#### TASK GOAL
The first line of the data below and every line after it, through the one with "low-value feed filler.", must be transcribed without change.

————————

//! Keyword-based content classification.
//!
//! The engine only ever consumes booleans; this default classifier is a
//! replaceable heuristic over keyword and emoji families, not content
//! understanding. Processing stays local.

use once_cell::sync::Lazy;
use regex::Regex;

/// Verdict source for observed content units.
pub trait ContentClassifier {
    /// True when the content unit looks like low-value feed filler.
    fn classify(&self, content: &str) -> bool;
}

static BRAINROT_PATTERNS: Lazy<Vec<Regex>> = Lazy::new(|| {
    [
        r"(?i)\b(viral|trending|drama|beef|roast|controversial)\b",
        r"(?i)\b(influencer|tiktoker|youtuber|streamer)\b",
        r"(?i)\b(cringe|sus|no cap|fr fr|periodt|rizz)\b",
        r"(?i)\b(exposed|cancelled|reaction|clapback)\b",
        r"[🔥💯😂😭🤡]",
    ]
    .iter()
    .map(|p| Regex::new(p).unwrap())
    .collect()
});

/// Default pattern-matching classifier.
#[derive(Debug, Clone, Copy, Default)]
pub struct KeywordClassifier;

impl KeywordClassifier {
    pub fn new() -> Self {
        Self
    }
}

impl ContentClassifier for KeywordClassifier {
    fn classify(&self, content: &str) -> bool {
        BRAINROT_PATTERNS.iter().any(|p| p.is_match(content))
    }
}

————————

#### RESPONSE BOX
//! Keyword-based content classification.
//!
//! The engine only ever consumes booleans; this default classifier is a
//! replaceable heuristic over keyword and emoji families, not content
//! understanding. Processing stays local.

use once_cell::sync::Lazy;
use regex::Regex;

/// Verdict source for observed content units.
pub trait ContentClassifier {
    /// True when the content unit looks like low-value feed filler.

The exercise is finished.